I BTS dichiarano concluso il loro periodo di pausa

I BTS dichiarano concluso il loro periodo di pausa
@Getty Images

La “lunga” pausa dei BTS è già terminata: ad annunciarlo è stata la Big Hit Entertainment, loro casa discografica e incubatrice di successo

Chi sono i BTS, la band rivelazione del K-pop

Il periodo di riposo dei BTS è durato poco più di un mese, ma i ragazzi sudcoreani più influenti del mondo sono già pronti a riportare il K-Pop in vetta alle classifiche, apprestandosi a chiudere il suo “Love Yourself: Speak Yourself Tour”

BTS: fine della pausa

La Big Hit Entertainment dichiara finito il periodo di riposo che i BTS avevano annunciato agli inizi di agosto. Intorno all’11, infatti, la band aveva fatto sapere su Twitter che era giunto il momento di un meritato break: «Questo periodo di pausa sarà un’opportunità per i BTS, che hanno infaticabilmente lavorato per raggiungere i loro obiettivi sin dal giorno del loro debutto, per ricaricarsi e prepararsi a una rinascita in qualità di musicisti e creatori di contenuti. Questo periodo fornirà loro inoltre un’occasione di apprezzare le loro vite da ragazzi ventenni, anche se solo per un breve periodo». Ma come previsto, il periodo di stacco non è durato molto e non c’era dubbio che una band coreana dalle uova d’oro sarebbe tornata più forte di prima.

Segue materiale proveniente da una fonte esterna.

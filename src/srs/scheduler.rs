//! Scheduler over an injected card store.
//!
//! Each handler builds a short-lived `Scheduler` around a store scoped to
//! the current connection lock, so a register or review is one atomic
//! read-modify-write against the persisted row.

use chrono::{DateTime, NaiveDate, Utc};
use thiserror::Error;

use crate::domain::{ReviewQuality, SrsCard};

use super::selector::{self, SelectionPolicy};
use super::sm2;

#[derive(Debug, Error)]
pub enum SrsError {
  #[error("no card for owner {owner:?} with front {front:?}")]
  CardNotFound { owner: String, front: String },
  #[error("review quality {0} is out of range (expected 0-5)")]
  InvalidQuality(u8),
  #[error("storage error: {0}")]
  Storage(#[from] rusqlite::Error),
}

/// Storage contract for SRS cards, keyed by (owner, front).
pub trait CardStore {
  /// Insert or replace a card wholesale (registration resets the schedule)
  fn upsert(&mut self, card: &SrsCard) -> Result<(), SrsError>;
  fn get(&self, owner: &str, front: &str) -> Result<Option<SrsCard>, SrsError>;
  /// Write back an existing card's schedule state
  fn update(&mut self, card: &SrsCard) -> Result<(), SrsError>;
  /// Cards with no next_review or next_review <= today, in insertion order
  fn due(&self, owner: &str, today: NaiveDate) -> Result<Vec<SrsCard>, SrsError>;
  fn all(&self, owner: &str) -> Result<Vec<SrsCard>, SrsError>;
}

pub struct Scheduler<S: CardStore> {
  store: S,
  policy: SelectionPolicy,
}

impl<S: CardStore> Scheduler<S> {
  pub fn new(store: S, policy: SelectionPolicy) -> Self {
    Self { store, policy }
  }

  /// Upsert a card with a fresh schedule: interval 1, easiness 2.5, first
  /// review tomorrow. Registering over an existing (owner, front) discards
  /// its prior schedule progress.
  pub fn register_card(
    &mut self,
    owner: &str,
    front: &str,
    back: &str,
    now: DateTime<Utc>,
  ) -> Result<SrsCard, SrsError> {
    let card = SrsCard::new(owner.to_string(), front.to_string(), back.to_string(), now);
    self.store.upsert(&card)?;
    Ok(card)
  }

  pub fn due_cards(&self, owner: &str, today: NaiveDate) -> Result<Vec<SrsCard>, SrsError> {
    self.store.due(owner, today)
  }

  /// Pick the due card to present, according to the configured policy.
  pub fn pick_due(&self, owner: &str, today: NaiveDate) -> Result<Option<SrsCard>, SrsError> {
    let cards = self.store.due(owner, today)?;
    Ok(selector::pick_card(&cards, self.policy).cloned())
  }

  /// Apply a review outcome and persist the new schedule state.
  ///
  /// Fails with `InvalidQuality` before touching any state, and with
  /// `CardNotFound` when the (owner, front) pair does not exist.
  pub fn review(
    &mut self,
    owner: &str,
    front: &str,
    quality: u8,
    now: DateTime<Utc>,
  ) -> Result<SrsCard, SrsError> {
    if ReviewQuality::from_u8(quality).is_none() {
      return Err(SrsError::InvalidQuality(quality));
    }

    let Some(mut card) = self.store.get(owner, front)? else {
      return Err(SrsError::CardNotFound {
        owner: owner.to_string(),
        front: front.to_string(),
      });
    };

    let result = sm2::calculate_review(quality, card.easiness, card.interval, card.repetitions);

    card.easiness = result.easiness;
    card.interval = result.interval;
    card.repetitions = result.repetitions;
    card.next_review = Some(result.next_review(now.date_naive()));
    card.last_review = Some(now);

    self.store.update(&card)?;
    Ok(card)
  }

  /// Read-only projection of every card for an owner (export boundary).
  pub fn all_cards(&self, owner: &str) -> Result<Vec<SrsCard>, SrsError> {
    self.store.all(owner)
  }
}
//! Application state shared across handlers.

use std::path::PathBuf;
use std::sync::{Arc, RwLock};

use crate::db::DbPool;
use crate::domain::Library;
use crate::srs::SelectionPolicy;

/// Application state passed to all handlers
#[derive(Clone)]
pub struct AppState {
    pub db: DbPool,

    /// Content library; replaced wholesale by the import page
    pub library: Arc<RwLock<Library>>,

    /// Where the library is persisted on disk
    pub data_file: PathBuf,

    /// Due-card selection policy, resolved at startup
    pub policy: SelectionPolicy,
}

impl AppState {
    pub fn new(db: DbPool, library: Library, data_file: PathBuf, policy: SelectionPolicy) -> Self {
        Self {
            db,
            library: Arc::new(RwLock::new(library)),
            data_file,
            policy,
        }
    }
}
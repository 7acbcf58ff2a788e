//! Due-card selection policy.
//!
//! The reference behavior presents a uniformly random due card; the
//! deterministic alternative surfaces the most overdue card first. The
//! policy is chosen at startup (config.toml / SRS_POLICY).

use rand::Rng;

use crate::domain::SrsCard;

#[derive(Debug, Clone, Copy, PartialEq, Eq, Default)]
pub enum SelectionPolicy {
  /// A uniformly random card among the due set
  #[default]
  UniformRandom,
  /// Never-scheduled cards first, then earliest next_review
  MostOverdueFirst,
}

impl SelectionPolicy {
  pub fn from_str(s: &str) -> Option<Self> {
    match s {
      "random" => Some(Self::UniformRandom),
      "overdue" => Some(Self::MostOverdueFirst),
      _ => None,
    }
  }

  pub fn as_str(&self) -> &'static str {
    match self {
      Self::UniformRandom => "random",
      Self::MostOverdueFirst => "overdue",
    }
  }
}

pub fn pick_card(cards: &[SrsCard], policy: SelectionPolicy) -> Option<&SrsCard> {
  if cards.is_empty() {
    return None;
  }

  match policy {
    SelectionPolicy::UniformRandom => {
      let idx = rand::rng().random_range(0..cards.len());
      cards.get(idx)
    }
    // None sorts before Some, so never-scheduled cards win
    SelectionPolicy::MostOverdueFirst => cards.iter().min_by_key(|c| c.next_review),
  }
}

#[cfg(test)]
mod tests {
  use super::*;
  use chrono::{NaiveDate, TimeZone, Utc};

  fn card(front: &str, next_review: Option<NaiveDate>) -> SrsCard {
    let now = Utc.with_ymd_and_hms(2024, 3, 10, 12, 0, 0).unwrap();
    let mut card = SrsCard::new("alice".into(), front.into(), "back".into(), now);
    card.next_review = next_review;
    card
  }

  fn date(y: i32, m: u32, d: u32) -> Option<NaiveDate> {
    NaiveDate::from_ymd_opt(y, m, d)
  }

  #[test]
  fn test_empty_due_set() {
    assert!(pick_card(&[], SelectionPolicy::UniformRandom).is_none());
    assert!(pick_card(&[], SelectionPolicy::MostOverdueFirst).is_none());
  }

  #[test]
  fn test_most_overdue_prefers_unscheduled() {
    let cards = vec![
      card("a", date(2024, 3, 1)),
      card("b", None),
      card("c", date(2024, 2, 1)),
    ];
    let picked = pick_card(&cards, SelectionPolicy::MostOverdueFirst).unwrap();
    assert_eq!(picked.front, "b");
  }

  #[test]
  fn test_most_overdue_prefers_earliest_date() {
    let cards = vec![
      card("a", date(2024, 3, 1)),
      card("b", date(2024, 2, 1)),
      card("c", date(2024, 3, 9)),
    ];
    let picked = pick_card(&cards, SelectionPolicy::MostOverdueFirst).unwrap();
    assert_eq!(picked.front, "b");
  }

  #[test]
  fn test_uniform_random_picks_from_the_set() {
    let cards = vec![
      card("a", date(2024, 3, 1)),
      card("b", date(2024, 3, 2)),
      card("c", date(2024, 3, 3)),
    ];
    for _ in 0..50 {
      let picked = pick_card(&cards, SelectionPolicy::UniformRandom).unwrap();
      assert!(cards.iter().any(|c| c.front == picked.front));
    }
  }

  #[test]
  fn test_policy_round_trip() {
    for policy in [SelectionPolicy::UniformRandom, SelectionPolicy::MostOverdueFirst] {
      assert_eq!(SelectionPolicy::from_str(policy.as_str()), Some(policy));
    }
    assert_eq!(SelectionPolicy::from_str("fifo"), None);
  }
}
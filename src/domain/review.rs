use serde::{Deserialize, Serialize};

/// Recall quality reported after a review, on the 0-5 SM-2 scale.
///
/// The UI maps its rating buttons onto a subset of these (0 / 3 / 5 in the
/// simplest variant); the scheduler accepts the full scale.
#[derive(Debug, Clone, Copy, PartialEq, Eq, Serialize, Deserialize)]
pub enum ReviewQuality {
  Blackout = 0,
  Wrong = 1,
  AlmostRecalled = 2,
  Difficult = 3,
  Hesitant = 4,
  Perfect = 5,
}

impl ReviewQuality {
  pub fn from_u8(value: u8) -> Option<Self> {
    match value {
      0 => Some(Self::Blackout),
      1 => Some(Self::Wrong),
      2 => Some(Self::AlmostRecalled),
      3 => Some(Self::Difficult),
      4 => Some(Self::Hesitant),
      5 => Some(Self::Perfect),
      _ => None,
    }
  }

  pub fn as_u8(&self) -> u8 {
    *self as u8
  }

  /// Quality below 3 is a lapse: the repetition streak resets.
  pub fn is_lapse(&self) -> bool {
    self.as_u8() < 3
  }
}
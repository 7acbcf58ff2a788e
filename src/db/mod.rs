pub mod cards;
pub mod progress;
pub mod schema;
pub mod users;

use rusqlite::{Connection, Result};
use std::path::Path;
use std::sync::{Arc, Mutex, MutexGuard, PoisonError};

// Re-export all public items from submodules
pub use cards::*;
pub use progress::*;
pub use schema::run_migrations;
pub use users::*;

pub type DbPool = Arc<Mutex<Connection>>;

/// Extension trait for logging errors before discarding them
pub trait LogOnError<T> {
  /// Log the error at warn level and return None
  fn log_warn(self, context: &str) -> Option<T>;
  /// Log the error at warn level and return the default
  fn log_warn_default(self, context: &str) -> T
  where
    T: Default;
}

impl<T, E: std::fmt::Display> LogOnError<T> for std::result::Result<T, E> {
  fn log_warn(self, context: &str) -> Option<T> {
    match self {
      Ok(v) => Some(v),
      Err(e) => {
        tracing::warn!("{}: {}", context, e);
        None
      }
    }
  }

  fn log_warn_default(self, context: &str) -> T
  where
    T: Default,
  {
    match self {
      Ok(v) => v,
      Err(e) => {
        tracing::warn!("{}: {}", context, e);
        T::default()
      }
    }
  }
}

/// Error returned when the database lock cannot be acquired
#[derive(Debug)]
pub struct DbLockError;

impl std::fmt::Display for DbLockError {
  fn fmt(&self, f: &mut std::fmt::Formatter<'_>) -> std::fmt::Result {
    write!(f, "Database unavailable")
  }
}

impl std::error::Error for DbLockError {}

/// Try to acquire the database lock, returning an error if poisoned
pub fn try_lock(pool: &DbPool) -> std::result::Result<MutexGuard<'_, Connection>, DbLockError> {
  pool.lock().map_err(|_: PoisonError<_>| {
    tracing::error!("Database mutex poisoned - a thread panicked while holding the lock");
    DbLockError
  })
}

pub fn init_db(path: &Path) -> Result<DbPool> {
  if let Some(parent) = path.parent() {
    std::fs::create_dir_all(parent).ok();
  }

  // Create backup before migrations if database exists
  if path.exists() {
    let backup_path = path.with_extension("db.backup");
    if let Err(e) = std::fs::copy(path, &backup_path) {
      tracing::warn!("Could not create database backup: {}", e);
    }
  }

  let conn = Connection::open(path)?;
  run_migrations(&conn)?;
  Ok(Arc::new(Mutex::new(conn)))
}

Secondo quanto riferito da AllKPop, e come ripreso dalla maggioranza delle testate musicali tra cui anche l’americano Billboard, la band si sarebbe imbarcata in data 17 settembre per riprendere ufficialmente gli appuntamenti promozionali a sostegno del suo “Love Yourself: Speak Yourself Tour”. Un ritorno in scena in grande stile che, per quanto breve sia stata l’assenza di J-Hope, Jimin, Suga, RM, Jungkook, Jin e V, i fan hanno già celebrato con il trend dell’hashtag #BTSisBack.

I numeri dei BTS

Tutti parlano di loro e non è certo un caso: i BTS sono la band sudcoreana che ha conquistato il mondo singolo dopo singolo. Il gruppo è composto da 7 ragazzi: RM, Jin, Suga, J-Hope, Park Ji-min, V e Jeon Jung-kook el nome è l’acronimo di Bangtan Sonyeondan, o Bangtan Boys – frutto del duro lavoro dell’agenzia Big Hit Entertainment, etichetta per la quale hanno debuttato nel 2013 con il singolo “2 Cool 4 Skool”. Il percorso che segue è poi tutto in discesa e sono i numeri a precedere ogni presentazione: il loro tour ancora in corso, “Love Yourself: Speak Yourself” ha debuttato a maggio e, fino a questo momento, ha incassato oltre 99,3 milioni di dollari con una serie di doppi appuntamenti che hanno toccato anche gli stadi americani. Nel 2019, il disco “Map of the Soul: Persona”, rilasciato a marzo, ha scalato anche la Billboard 200 e raggiunto i vertici della classifica senza sforzo alcuno. E quest’ultimo titolo è solo l’ultimo successo commerciale della band, che ha avviato la sua carriera con una hit dopo l’altra e senza mai sbagliare un colpo. Anche il singolo “Boy with Luv”ha fatto faville, raggiungendo l’ottava posizione nella classifica americana di preferenze d’ascolto. Nel corso della loro onorata carriera, i BTS hanno poi ottenuto anche una serie di importanti riconoscimenti musicali, tra cui anche 15 Melon Music Award, 15 Mnet Asiac Music Award e moltissimi altri premi nel loro Paese, e non solo: sono infatti anche la prima band coreana a portarti a casa un American Music Award.